We are blessed daily, starting with the fact that we get to wake up in the morning and face the day ahead. Sometimes the things we are grateful for are big, like a new job or the birth of a child. Other times they are small like enjoying a cup of coffee to start the day. Sometimes it is hard to be grateful, especially when the not so good things life throws our way start to weigh us down. I think this is why on October 3, 1863, in the midst of the civil war, President Abraham Lincoln issued a proclamation announcing the final Thursday of November would be set aside to express appreciation for all of life’s blessings. Thanksgiving.
Usually when I think about Thanksgiving, it reminds me of my Aunt Kathy. She was an artist. She dressed in the most unusual way – in vibrant colors, flowing skirts and usually had fun earrings to match. She exuded Joy, appropriate since this was her middle name. She was so kind and generous, and I would be shocked if she had any enemies.
Most of my childhood Thanksgivings were spent at her house, and before we sat down to eat, we would go around and say something we were thankful for. I DREADED it. I would think for days before hand, trying to come up with something more creative than “I’m thankful for my family.” I knew I had much to be thankful for, but somehow it all seemed trite.
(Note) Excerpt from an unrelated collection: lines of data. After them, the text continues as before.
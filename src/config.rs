//! Configuration loading
//!
//! `Config` is read from `~/.config/lumen/config.toml` (or an explicit path)
//! and falls back to defaults for anything missing.

use std::path::{Path, PathBuf};
use std::time::Duration;

use anyhow::{Context, Result};
use serde::{Deserialize, Serialize};

use crate::chat::ChatOptions;
use crate::llm::DEFAULT_BASE_URL;

/// Model used when none is configured
pub const DEFAULT_MODEL: &str = "gemini-1.5-flash";

/// Main configuration structure loaded from config.toml
#[derive(Debug, Clone, Default, Serialize, Deserialize)]
#[serde(default)]
pub struct Config {
    pub general: GeneralConfig,
    pub gemini: GeminiConfig,
    pub chat: ChatConfig,
}

impl Config {
    /// Load configuration from the default path, falling back to defaults
    pub fn load() -> Result<Self> {
        match Self::source_path(None) {
            Some(path) => Self::load_from(&path),
            None => Ok(Config::default()),
        }
    }

    /// File to load: `explicit` if given, else the default path if it exists
    pub fn source_path(explicit: Option<&Path>) -> Option<PathBuf> {
        match explicit {
            Some(path) => Some(path.to_path_buf()),
            None => Self::default_config_path().filter(|path| path.exists()),
        }
    }

    /// Load configuration from `path`, which must exist
    pub fn load_from(path: &Path) -> Result<Self> {
        let content = std::fs::read_to_string(path)
            .with_context(|| format!("Failed to read config file: {}", path.display()))?;
        let config: Config = toml::from_str(&content)
            .with_context(|| format!("Failed to parse config file: {}", path.display()))?;
        Ok(config)
    }

    /// Get the config directory path (~/.config/lumen)
    pub fn config_dir() -> Option<PathBuf> {
        dirs::home_dir().map(|p| p.join(".config").join("lumen"))
    }

    /// Get the default config file path
    pub fn default_config_path() -> Option<PathBuf> {
        Self::config_dir().map(|p| p.join("config.toml"))
    }
}

#[derive(Debug, Clone, Default, Serialize, Deserialize)]
#[serde(default)]
pub struct GeneralConfig {
    /// Log at debug level
    pub debug: bool,
}

/// Gemini backend settings
#[derive(Debug, Clone, Serialize, Deserialize)]
#[serde(default)]
pub struct GeminiConfig {
    pub model: String,
    pub base_url: String,
    pub timeout_secs: u64,
    /// Takes precedence over GEMINI_API_KEY / GOOGLE_API_KEY
    pub api_key: Option<String>,
}

impl GeminiConfig {
    pub fn timeout(&self) -> Duration {
        Duration::from_secs(self.timeout_secs)
    }
}

impl Default for GeminiConfig {
    fn default() -> Self {
        Self {
            model: DEFAULT_MODEL.to_string(),
            base_url: DEFAULT_BASE_URL.to_string(),
            timeout_secs: 120,
            api_key: None,
        }
    }
}

#[derive(Debug, Clone, Serialize, Deserialize)]
#[serde(default)]
pub struct ChatConfig {
    pub function_calling: bool,
    pub max_function_rounds: u32,
}

impl Default for ChatConfig {
    fn default() -> Self {
        let options = ChatOptions::default();
        Self {
            function_calling: options.function_calling,
            max_function_rounds: options.max_function_rounds,
        }
    }
}

impl From<&ChatConfig> for ChatOptions {
    fn from(config: &ChatConfig) -> Self {
        Self {
            function_calling: config.function_calling,
            max_function_rounds: config.max_function_rounds,
        }
    }
}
Nonetheless, my turn would always arrive, and she would prompt “How about you Ab?” and smile at me, as only she could, somehow giving me the confidence to speak. She made me feel like the most important person in the room.
After I moved away, she would send me letters; letters I wish now I had kept. In her letters, she would describe the scene from her morning walk, the music she was listening to, the trinket she found while shopping, the antics of her beloved grandchildren, and the goings on of the world. The letters she sent me came in the middle of a difficult life transition and I was focusing on all the things I perceived as negative. Her letters were the bright spot in my weeks. Among other things, they allowed me to see how much I was loved and supported, even from far away. They were encouraging, and confirmed goodness in the world. She never said life was perfect, or free of burdens and hassles. However, looking at life through her letters encouraged me to identify the beautiful things in my own life. If you think about it, I think you will find that this is the true definition of gratitude; an affirmation of the good and wonderful things in the world and a recognition that the source of this goodness often involves the love and support of others.
Years later, on this Thanksgiving morning, not unlike most mornings, I considered what I am grateful for. My family, the friends who have stuck by me, the roof over my head, my work, even my puppy who got muddy footprints all over the bathroom this morning. I also thought of her, and all the things she taught me. My practice of gratitude started with her. What I now realize is that in her letters to me, she was probably just writing all the things she was grateful for, in a much more eloquent way, and sending them to me. Somehow, she knew I had much to learn about recognizing life’s small blessings and exhibiting immense gratitude for them. She realized and appreciated God’s beautiful life design, and passed that on to me. As I continued to think of my many blessings, I realized what I wish I had said all those times she asked me is that I was so thankful for her and her wonderful example of a life well lived.